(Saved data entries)

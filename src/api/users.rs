//! User profile endpoints.
//!
//! - GET `/me` - The authenticated user's profile
//! - GET `/` - All users (admin only)
//! - GET `/{id}` - One user's profile
//! - PUT `/{id}` - Edit nickname and name (the user themselves only)
//! - DELETE `/{id}` - Delete an account and its session (the user themselves or an admin)

use axum::{
    Json, Router,
    extract::{Path, State},
    http::StatusCode,
    routing::get,
};
use serde::{Deserialize, Serialize};
use tracing::info;

use super::auth::{MAX_NAME_LENGTH, MAX_NICKNAME_LENGTH, validate_field};
use super::error::{ApiError, ResultExt};
use crate::auth::{AdminOnly, Auth, HasDatabase, LoginUser};
use crate::db::{Database, User, UserRole};

#[derive(Clone)]
pub struct UsersState {
    pub db: Database,
}

impl HasDatabase for UsersState {
    fn db(&self) -> &Database {
        &self.db
    }
}

pub fn router(state: UsersState) -> Router {
    Router::new()
        .route("/", get(list_users))
        .route("/me", get(me))
        .route("/{id}", get(get_user).put(edit_user).delete(delete_user))
        .with_state(state)
}

#[derive(Serialize)]
#[serde(rename_all = "camelCase")]
struct UserResponse {
    id: i64,
    username: String,
    nickname: String,
    name: String,
    role: UserRole,
    created_at: String,
}

impl From<User> for UserResponse {
    fn from(user: User) -> Self {
        Self {
            id: user.id,
            username: user.username,
            nickname: user.nickname,
            name: user.name,
            role: user.role,
            created_at: user.created_at,
        }
    }
}

#[derive(Deserialize)]
#[serde(rename_all = "camelCase")]
struct EditUserRequest {
    nickname: String,
    name: String,
}

async fn find_user(db: &Database, id: i64) -> Result<User, ApiError> {
    db.users()
        .get_by_id(id)
        .await
        .db_err("Failed to get user")?
        .ok_or_else(|| ApiError::not_found("User not found"))
}

async fn me(LoginUser(user): LoginUser) -> Json<UserResponse> {
    Json(user.into())
}

async fn list_users(
    State(state): State<UsersState>,
    AdminOnly(_admin): AdminOnly,
) -> Result<Json<Vec<UserResponse>>, ApiError> {
    let users = state.db.users().list().await.db_err("Failed to list users")?;
    Ok(Json(users.into_iter().map(UserResponse::from).collect()))
}

async fn get_user(
    State(state): State<UsersState>,
    Auth(_principal): Auth,
    Path(id): Path<i64>,
) -> Result<Json<UserResponse>, ApiError> {
    let user = find_user(&state.db, id).await?;
    Ok(Json(user.into()))
}

async fn edit_user(
    State(state): State<UsersState>,
    Auth(principal): Auth,
    Path(id): Path<i64>,
    Json(payload): Json<EditUserRequest>,
) -> Result<Json<UserResponse>, ApiError> {
    let user = find_user(&state.db, id).await?;
    if user.username != principal.subject() {
        return Err(ApiError::forbidden("You can only edit your own account"));
    }

    validate_field(&payload.nickname, "Nickname", MAX_NICKNAME_LENGTH)?;
    validate_field(&payload.name, "Name", MAX_NAME_LENGTH)?;

    let updated = state
        .db
        .users()
        .update_profile(id, payload.nickname.trim(), payload.name.trim())
        .await
        .map_err(|e| ApiError::user_write_error("Failed to update user", e))?;
    if !updated {
        return Err(ApiError::not_found("User not found"));
    }

    info!(username = %user.username, "User profile updated");
    let user = find_user(&state.db, id).await?;
    Ok(Json(user.into()))
}

async fn delete_user(
    State(state): State<UsersState>,
    Auth(principal): Auth,
    Path(id): Path<i64>,
) -> Result<StatusCode, ApiError> {
    let user = find_user(&state.db, id).await?;

    let is_self = user.username == principal.subject();
    let is_admin = principal.has_authority(UserRole::Admin.as_str());
    if !is_self && !is_admin {
        return Err(ApiError::forbidden("You can only delete your own account"));
    }

    let deleted = state
        .db
        .users()
        .delete(user.id)
        .await
        .db_err("Failed to delete user")?;
    if !deleted {
        return Err(ApiError::not_found("User not found"));
    }

    // After the user row is gone, sign-in can no longer recreate it
    state
        .db
        .refresh_tokens()
        .delete(&user.username)
        .await
        .db_err("Failed to delete refresh token")?;

    info!(
        username = %user.username,
        deleted_by = %principal.subject(),
        "User deleted"
    );
    Ok(StatusCode::NO_CONTENT)
}
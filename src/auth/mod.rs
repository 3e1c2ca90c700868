//! Bearer token authentication with role-based access control.
//!
//! The filter authenticates each request from its `Authorization` header and
//! stores the `Principal` in the request extensions. Extractors read it back
//! in handlers. Expired access tokens are exchanged for a fresh pair through
//! the reissue protocol, which rotates the subject's single refresh token.

mod errors;
mod extractors;
mod filter;
mod password;
mod reissue;
mod types;

pub use errors::{ApiAuthError, AuthErrorKind};
pub use extractors::{AdminOnly, Auth, HasDatabase, LoginUser};
pub use filter::{BEARER_PREFIX, authentication_filter, resolve_token};
pub use password::{Argon2Passwords, PasswordError, PasswordVerifier};
pub use reissue::{ReissueError, ReissueProtocol};
pub use types::Principal;
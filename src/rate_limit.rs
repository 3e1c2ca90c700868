//! Rate limiting for credential endpoints.
//!
//! Uses a token bucket algorithm with per-IP tracking to slow down password
//! guessing and refresh token brute forcing.

use axum::{
    extract::{ConnectInfo, Request, State},
    http::{HeaderMap, StatusCode},
    middleware::Next,
    response::{IntoResponse, Response},
};
use governor::{Quota, RateLimiter, clock::DefaultClock, state::keyed::DefaultKeyedStateStore};
use std::{net::SocketAddr, num::NonZeroU32, sync::Arc};
use tracing::warn;

use crate::cli::ClientIpHeader;

/// Per-IP rate limiter.
pub type IpLimiter = RateLimiter<String, DefaultKeyedStateStore<String>, DefaultClock>;

/// Default requests per minute per IP for sign-up, sign-in and reissue.
pub const DEFAULT_CREDENTIALS_PER_MINUTE: u32 = 20;

/// Rate limiting configuration for credential endpoints.
#[derive(Clone)]
pub struct RateLimitConfig {
    /// Shared per-IP limiter for sign-up, sign-in and reissue
    pub credentials: Arc<IpLimiter>,
    /// Trusted proxy header carrying the client IP, if any
    pub ip_header: Option<ClientIpHeader>,
}

impl RateLimitConfig {
    pub fn new(per_minute: NonZeroU32, ip_header: Option<ClientIpHeader>) -> Self {
        Self {
            credentials: Arc::new(RateLimiter::keyed(Quota::per_minute(per_minute))),
            ip_header,
        }
    }
}

/// Resolve the rate limit key for a request.
///
/// With `ip_header` set, the address must come from that header and there is
/// no fallback. Otherwise request headers are ignored and the peer address is
/// used, or "unknown" when the service runs without connection info.
pub fn client_ip(
    headers: &HeaderMap,
    peer: Option<&ConnectInfo<SocketAddr>>,
    ip_header: Option<ClientIpHeader>,
) -> Result<String, &'static str> {
    match ip_header {
        Some(header) => {
            let value = headers
                .get(header.header_name())
                .ok_or("IP header not present")?
                .to_str()
                .map_err(|_| "IP header contains invalid characters")?;
            header.extract(value)
        }
        None => Ok(peer
            .map(|ci| ci.0.ip().to_string())
            .unwrap_or_else(|| "unknown".to_string())),
    }
}

/// Middleware for rate limiting credential endpoints.
pub async fn rate_limit_credentials(
    State(config): State<Arc<RateLimitConfig>>,
    request: Request,
    next: Next,
) -> Response {
    let ip = match client_ip(
        request.headers(),
        request.extensions().get::<ConnectInfo<SocketAddr>>(),
        config.ip_header,
    ) {
        Ok(ip) => ip,
        Err(reason) => {
            warn!(reason, "Unable to determine client IP");
            return (StatusCode::FORBIDDEN, "Unable to determine client IP.").into_response();
        }
    };

    match config.credentials.check_key(&ip) {
        Ok(_) => next.run(request).await,
        Err(_) => {
            warn!(ip = %ip, "Rate limit exceeded on credential endpoint");
            (
                StatusCode::TOO_MANY_REQUESTS,
                "Too many requests. Please try again later.",
            )
                .into_response()
        }
    }
}

#[cfg(test)]
mod tests {
    use super::*;
    use axum::http::HeaderValue;

    fn forwarded(value: &'static str) -> HeaderMap {
        let mut headers = HeaderMap::new();
        headers.insert("x-forwarded-for", HeaderValue::from_static(value));
        headers
    }

    #[test]
    fn test_client_ip_ignores_headers_by_default() {
        let headers = forwarded("203.0.113.7");
        let peer = ConnectInfo(SocketAddr::from(([127, 0, 0, 1], 4000)));

        assert_eq!(client_ip(&headers, Some(&peer), None).unwrap(), "127.0.0.1");
        assert_eq!(client_ip(&headers, None, None).unwrap(), "unknown");
    }

    #[test]
    fn test_client_ip_from_configured_header() {
        let headers = forwarded("203.0.113.7, 10.0.0.1");
        let peer = ConnectInfo(SocketAddr::from(([127, 0, 0, 1], 4000)));
        let header = Some(ClientIpHeader::XForwardedFor);

        assert_eq!(client_ip(&headers, Some(&peer), header).unwrap(), "203.0.113.7");

        // No fallback to the peer address once a header is configured
        assert!(client_ip(&HeaderMap::new(), Some(&peer), header).is_err());
        assert!(client_ip(&forwarded("garbage"), Some(&peer), header).is_err());
        assert!(client_ip(&headers, Some(&peer), Some(ClientIpHeader::XRealIp)).is_err());
    }

    #[test]
    fn test_limiter_is_per_ip() {
        let config = RateLimitConfig::new(NonZeroU32::new(2).unwrap(), None);

        assert!(config.credentials.check_key(&"a".to_string()).is_ok());
        assert!(config.credentials.check_key(&"a".to_string()).is_ok());
        assert!(config.credentials.check_key(&"a".to_string()).is_err());

        assert!(config.credentials.check_key(&"b".to_string()).is_ok());
    }
}
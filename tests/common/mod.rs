#![allow(dead_code)]

use axum::{
    Router,
    body::Body,
    http::{Request, StatusCode, header},
};
use community::{
    ServerConfig,
    cli::ClientIpHeader,
    create_app,
    db::Database,
    jwt::{JwtConfig, SigningKey, TokenLifetimes},
};
use serde_json::{Value, json};
use std::num::NonZeroU32;
use tower::ServiceExt;

pub const TEST_KEY: [u8; 64] = [0x5a; 64];

pub struct TestApp {
    pub app: Router,
    pub db: Database,
    /// Shares the app's signing key, for minting tokens directly in tests
    pub jwt: JwtConfig,
}

pub async fn create_test_app() -> TestApp {
    create_test_app_with_limit(1000).await
}

pub async fn create_test_app_with_limit(per_minute: u32) -> TestApp {
    create_test_app_with(per_minute, None).await
}

pub async fn create_test_app_with(per_minute: u32, ip_header: Option<ClientIpHeader>) -> TestApp {
    let db = Database::open(":memory:")
        .await
        .expect("Failed to open test database");
    let signing_key = SigningKey::new(TEST_KEY.to_vec()).expect("Test key too short");
    let jwt = JwtConfig::new(&signing_key, TokenLifetimes::default());
    let config = ServerConfig {
        db: db.clone(),
        signing_key,
        lifetimes: TokenLifetimes::default(),
        sign_in_rate_limit: NonZeroU32::new(per_minute).expect("Rate limit must be non-zero"),
        ip_header,
    };
    TestApp {
        app: create_app(&config),
        db,
        jwt,
    }
}

impl TestApp {
    /// Send a request and return the status and parsed JSON body (Null if empty or not JSON).
    pub async fn send(
        &self,
        method: &str,
        uri: &str,
        body: Option<Value>,
        authorization: Option<&str>,
    ) -> (StatusCode, Value) {
        match authorization {
            Some(value) => {
                self.send_with_headers(method, uri, body, &[(header::AUTHORIZATION.as_str(), value)])
                    .await
            }
            None => self.send_with_headers(method, uri, body, &[]).await,
        }
    }

    /// Like `send`, with arbitrary extra request headers.
    pub async fn send_with_headers(
        &self,
        method: &str,
        uri: &str,
        body: Option<Value>,
        headers: &[(&str, &str)],
    ) -> (StatusCode, Value) {
        let mut builder = Request::builder().method(method).uri(uri);
        for (name, value) in headers {
            builder = builder.header(*name, *value);
        }
        let body = match body {
            Some(json) => {
                builder = builder.header(header::CONTENT_TYPE, "application/json");
                Body::from(json.to_string())
            }
            None => Body::empty(),
        };

        let response = self
            .app
            .clone()
            .oneshot(builder.body(body).unwrap())
            .await
            .unwrap();

        let status = response.status();
        let bytes = axum::body::to_bytes(response.into_body(), usize::MAX)
            .await
            .unwrap();
        let json = serde_json::from_slice(&bytes).unwrap_or(Value::Null);
        (status, json)
    }

    pub async fn post(&self, uri: &str, body: Value) -> (StatusCode, Value) {
        self.send("POST", uri, Some(body), None).await
    }

    pub async fn delete_with_token(&self, uri: &str, access_token: &str) -> (StatusCode, Value) {
        self.send("DELETE", uri, None, Some(&format!("Bearer {}", access_token)))
            .await
    }

    pub async fn put_with_token(
        &self,
        uri: &str,
        body: Value,
        access_token: &str,
    ) -> (StatusCode, Value) {
        self.send("PUT", uri, Some(body), Some(&format!("Bearer {}", access_token)))
            .await
    }

    pub async fn get_with_token(&self, uri: &str, access_token: &str) -> (StatusCode, Value) {
        self.send("GET", uri, None, Some(&format!("Bearer {}", access_token)))
            .await
    }

    pub async fn sign_up(&self, username: &str, password: &str) -> StatusCode {
        let (status, _) = self
            .post(
                "/api/sign-up",
                json!({
                    "username": username,
                    "password": password,
                    "nickname": format!("{}_nick", username),
                    "name": format!("{} Name", username),
                }),
            )
            .await;
        status
    }

    /// Sign in and return the token response body.
    pub async fn sign_in(&self, username: &str, password: &str) -> Value {
        let (status, body) = self
            .post(
                "/api/sign-in",
                json!({ "username": username, "password": password }),
            )
            .await;
        assert_eq!(status, StatusCode::OK, "sign-in failed: {}", body);
        body
    }

    /// Sign up and sign in a fresh user, returning (access_token, refresh_token).
    pub async fn register(&self, username: &str) -> (String, String) {
        assert_eq!(self.sign_up(username, "hunter22").await, StatusCode::CREATED);
        let tokens = self.sign_in(username, "hunter22").await;
        (
            tokens["accessToken"].as_str().unwrap().to_string(),
            tokens["refreshToken"].as_str().unwrap().to_string(),
        )
    }

    pub async fn reissue(&self, access_token: &str, refresh_token: &str) -> (StatusCode, Value) {
        self.post(
            "/api/reissue",
            json!({ "accessToken": access_token, "refreshToken": refresh_token }),
        )
        .await
    }
}
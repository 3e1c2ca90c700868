//! Credential and token endpoints.
//!
//! - POST `/sign-up` - Create a user
//! - POST `/sign-in` - Exchange credentials for a token pair
//! - POST `/reissue` - Exchange an expired access token and the current refresh token for a new pair
//! - POST `/logout` - Drop the caller's refresh token

use axum::{
    Json, Router, extract::State, http::StatusCode, middleware, response::IntoResponse,
    routing::post,
};
use serde::{Deserialize, Serialize};
use std::sync::Arc;
use tracing::{info, warn};

use super::error::{ApiError, ResultExt};
use crate::auth::{Argon2Passwords, Auth, PasswordVerifier, Principal, ReissueProtocol};
use crate::db::{Database, NewUser, RefreshTokenRecord, UserRole};
use crate::jwt::{JwtConfig, TokenPair};
use crate::rate_limit::{RateLimitConfig, rate_limit_credentials};

/// Grant type reported with every token pair.
pub const GRANT_TYPE: &str = "bearer";

const MAX_USERNAME_LENGTH: usize = 32;
pub(super) const MAX_NICKNAME_LENGTH: usize = 32;
pub(super) const MAX_NAME_LENGTH: usize = 64;
const MAX_PASSWORD_LENGTH: usize = 128;

#[derive(Clone)]
pub struct AuthState {
    pub db: Database,
    pub jwt: Arc<JwtConfig>,
    pub passwords: Argon2Passwords,
    pub reissue: ReissueProtocol,
}

pub fn router(state: AuthState, rate_limit_config: Arc<RateLimitConfig>) -> Router {
    let credentials = Router::new()
        .route("/sign-up", post(sign_up))
        .route("/sign-in", post(sign_in))
        .route("/reissue", post(reissue))
        .with_state(state.clone())
        .layer(middleware::from_fn_with_state(
            rate_limit_config,
            rate_limit_credentials,
        ));

    let session = Router::new()
        .route("/logout", post(logout))
        .with_state(state);

    Router::new().merge(credentials).merge(session)
}

#[derive(Deserialize)]
#[serde(rename_all = "camelCase")]
struct SignUpRequest {
    username: String,
    password: String,
    nickname: String,
    name: String,
}

#[derive(Deserialize)]
#[serde(rename_all = "camelCase")]
struct SignInRequest {
    username: String,
    password: String,
}

#[derive(Deserialize)]
#[serde(rename_all = "camelCase")]
struct ReissueRequest {
    access_token: String,
    refresh_token: String,
}

#[derive(Serialize)]
#[serde(rename_all = "camelCase")]
pub struct TokenResponse {
    pub grant_type: &'static str,
    pub access_token: String,
    pub refresh_token: String,
    pub access_token_expires_in: u64,
}

impl From<TokenPair> for TokenResponse {
    fn from(pair: TokenPair) -> Self {
        Self {
            grant_type: GRANT_TYPE,
            access_token: pair.access_token,
            refresh_token: pair.refresh_token,
            access_token_expires_in: pair.access_token_expires_in,
        }
    }
}

#[derive(Serialize)]
struct SuccessResponse {
    success: bool,
}

pub(super) fn validate_field(value: &str, field: &str, max: usize) -> Result<(), ApiError> {
    if value.trim().is_empty() {
        return Err(ApiError::bad_request(format!("{} cannot be empty", field)));
    }
    if value.chars().count() > max {
        return Err(ApiError::bad_request(format!(
            "{} cannot be longer than {} characters",
            field, max
        )));
    }
    Ok(())
}

fn validate_sign_up(payload: &SignUpRequest) -> Result<(), ApiError> {
    validate_field(&payload.username, "Username", MAX_USERNAME_LENGTH)?;
    if !payload
        .username
        .chars()
        .all(|c| c.is_ascii_alphanumeric() || c == '_')
    {
        return Err(ApiError::bad_request(
            "Username can only contain letters, numbers, and underscores",
        ));
    }
    validate_field(&payload.password, "Password", MAX_PASSWORD_LENGTH)?;
    validate_field(&payload.nickname, "Nickname", MAX_NICKNAME_LENGTH)?;
    validate_field(&payload.name, "Name", MAX_NAME_LENGTH)?;
    Ok(())
}

async fn sign_up(
    State(state): State<AuthState>,
    Json(payload): Json<SignUpRequest>,
) -> Result<impl IntoResponse, ApiError> {
    validate_sign_up(&payload)?;
    let nickname = payload.nickname.trim();
    let name = payload.name.trim();

    // Fast path; concurrent sign-ups are caught by the UNIQUE constraints below
    let users = state.db.users();
    if users
        .exists_by_username(&payload.username)
        .await
        .db_err("Failed to check username availability")?
    {
        return Err(ApiError::conflict("Username is already taken"));
    }
    if users
        .exists_by_nickname(nickname)
        .await
        .db_err("Failed to check nickname availability")?
    {
        return Err(ApiError::conflict("Nickname is already taken"));
    }

    let password_hash = state
        .passwords
        .hash(&payload.password)
        .map_err(|e| ApiError::internal_error("Failed to hash password", e))?;

    users
        .create(&NewUser {
            username: &payload.username,
            password_hash: &password_hash,
            nickname,
            name,
            role: UserRole::User,
        })
        .await
        .map_err(|e| ApiError::user_write_error("Failed to create user", e))?;

    info!(username = %payload.username, "User signed up");
    Ok((StatusCode::CREATED, Json(SuccessResponse { success: true })))
}

async fn sign_in(
    State(state): State<AuthState>,
    Json(payload): Json<SignInRequest>,
) -> Result<Json<TokenResponse>, ApiError> {
    let rejected = || ApiError::unauthorized("Invalid username or password");

    let Some(user) = state
        .db
        .users()
        .get_by_username(&payload.username)
        .await
        .db_err("Failed to get user")?
    else {
        state.passwords.verify_unknown_user(&payload.password);
        warn!(username = %payload.username, "Sign-in for unknown user");
        return Err(rejected());
    };

    let matches = state
        .passwords
        .matches(&payload.password, &user.password_hash)
        .map_err(|e| ApiError::internal_error("Failed to verify password", e))?;
    if !matches {
        warn!(username = %user.username, "Sign-in with wrong password");
        return Err(rejected());
    }

    let principal = Principal::from(&user);
    let pair = state
        .jwt
        .issuer()
        .issue(&principal)
        .map_err(|e| ApiError::internal_error("Failed to issue tokens", e))?;

    // Replaces any previous session of this user
    state
        .db
        .refresh_tokens()
        .put(&RefreshTokenRecord {
            subject: principal.subject().to_string(),
            value: pair.refresh_token.clone(),
            expires_at: pair.refresh_token_expires_at,
        })
        .await
        .db_err("Failed to store refresh token")?;

    info!(username = %user.username, "User signed in");
    Ok(Json(pair.into()))
}

async fn reissue(
    State(state): State<AuthState>,
    Json(payload): Json<ReissueRequest>,
) -> Result<Json<TokenResponse>, ApiError> {
    let pair = state
        .reissue
        .reissue(&payload.access_token, &payload.refresh_token)
        .await
        .inspect_err(|e| warn!(error = %e, code = e.code(), "Reissue rejected"))?;
    Ok(Json(pair.into()))
}

async fn logout(
    State(state): State<AuthState>,
    Auth(principal): Auth,
) -> Result<Json<SuccessResponse>, ApiError> {
    let deleted = state
        .db
        .refresh_tokens()
        .delete(principal.subject())
        .await
        .db_err("Failed to delete refresh token")?;

    info!(subject = %principal.subject(), had_session = deleted, "User logged out");
    Ok(Json(SuccessResponse { success: true }))
}
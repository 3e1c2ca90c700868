//! Scheduled cleanup of expired refresh tokens.

use crate::db::Database;
use std::time::Duration;
use tracing::{error, info};

/// Interval between cleanup runs.
const CLEANUP_INTERVAL: Duration = Duration::from_secs(60 * 60); // 1 hour

/// Run all cleanup tasks once.
pub async fn run_cleanup(db: &Database) {
    let now = jsonwebtoken::get_current_timestamp();

    match db.refresh_tokens().delete_expired(now).await {
        Ok(count) if count > 0 => info!("Cleaned up {} expired refresh tokens", count),
        Ok(_) => {}
        Err(e) => error!("Failed to clean up expired refresh tokens: {}", e),
    }
}

/// Spawn a background task that runs cleanup periodically.
/// Returns a handle that can be used to abort the task.
pub fn spawn_cleanup_scheduler(db: Database) -> tokio::task::JoinHandle<()> {
    tokio::spawn(async move {
        let mut interval = tokio::time::interval(CLEANUP_INTERVAL);

        loop {
            interval.tick().await;
            run_cleanup(&db).await;
        }
    })
}
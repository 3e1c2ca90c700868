mod refresh_token;
mod user;

use sqlx::sqlite::{SqlitePool, SqlitePoolOptions};

pub use refresh_token::{RefreshTokenRecord, RefreshTokenStore};
pub use user::{NewUser, UniqueField, User, UserRole, UserStore};

#[derive(Clone)]
pub struct Database {
    pool: SqlitePool,
}

impl Database {
    /// Open or create a database at the given path.
    /// Use ":memory:" for an in-memory database.
    pub async fn open(path: &str) -> Result<Self, sqlx::Error> {
        let url = if path == ":memory:" {
            "sqlite::memory:".to_string()
        } else {
            format!("sqlite:{}?mode=rwc", path)
        };

        let pool = SqlitePoolOptions::new()
            .max_connections(5)
            .connect(&url)
            .await?;

        let db = Self { pool };
        db.migrate().await?;
        Ok(db)
    }

    /// Get the current schema version.
    async fn get_version(&self) -> Result<i32, sqlx::Error> {
        let result: Option<(i32,)> = sqlx::query_as("SELECT version FROM schema_version LIMIT 1")
            .fetch_optional(&self.pool)
            .await?;
        Ok(result.map(|r| r.0).unwrap_or(0))
    }

    /// Set the schema version within a transaction.
    async fn set_version(
        tx: &mut sqlx::Transaction<'_, sqlx::Sqlite>,
        version: i32,
    ) -> Result<(), sqlx::Error> {
        sqlx::query("DELETE FROM schema_version")
            .execute(&mut **tx)
            .await?;
        sqlx::query("INSERT INTO schema_version (version) VALUES (?)")
            .bind(version)
            .execute(&mut **tx)
            .await?;
        Ok(())
    }

    /// Run database migrations.
    async fn migrate(&self) -> Result<(), sqlx::Error> {
        sqlx::query("CREATE TABLE IF NOT EXISTS schema_version (version INTEGER NOT NULL)")
            .execute(&self.pool)
            .await?;

        let version = self.get_version().await?;

        if version < 1 {
            self.migrate_v1().await?;
        }

        Ok(())
    }

    /// Execute a list of queries in a transaction, then set the version.
    async fn run_migration(
        &self,
        version: i32,
        queries: &[&'static str],
    ) -> Result<(), sqlx::Error> {
        let mut tx = self.pool.begin().await?;
        for query in queries {
            sqlx::query(*query).execute(&mut *tx).await?;
        }
        Self::set_version(&mut tx, version).await?;
        tx.commit().await?;
        Ok(())
    }

    async fn migrate_v1(&self) -> Result<(), sqlx::Error> {
        self.run_migration(
            1,
            &[
                // Users table (the principal store)
                "CREATE TABLE users (
                    id INTEGER PRIMARY KEY AUTOINCREMENT,
                    username TEXT UNIQUE NOT NULL,
                    password_hash TEXT NOT NULL,
                    nickname TEXT UNIQUE NOT NULL,
                    name TEXT NOT NULL,
                    role TEXT NOT NULL DEFAULT 'ROLE_USER',
                    created_at TEXT NOT NULL DEFAULT (datetime('now'))
                )",
                "CREATE INDEX idx_users_username ON users(username)",
                // One refresh token per subject; the row is the session
                "CREATE TABLE refresh_tokens (
                    subject TEXT PRIMARY KEY NOT NULL,
                    value TEXT NOT NULL,
                    expires_at INTEGER NOT NULL,
                    updated_at TEXT NOT NULL DEFAULT (datetime('now'))
                )",
                "CREATE INDEX idx_refresh_tokens_expires_at ON refresh_tokens(expires_at)",
            ],
        )
        .await
    }

    /// Get the user store.
    pub fn users(&self) -> UserStore {
        UserStore::new(self.pool.clone())
    }

    /// Get the refresh token store.
    pub fn refresh_tokens(&self) -> RefreshTokenStore {
        RefreshTokenStore::new(self.pool.clone())
    }
}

__Work item__. Copy every line of the entries above in which "endpoints" occurs.

__Exercise solution__.
//! User profile endpoints.
//! Rate limiting for credential endpoints.
/// Rate limiting configuration for credential endpoints.
/// Middleware for rate limiting credential endpoints.
//! Credential and token endpoints.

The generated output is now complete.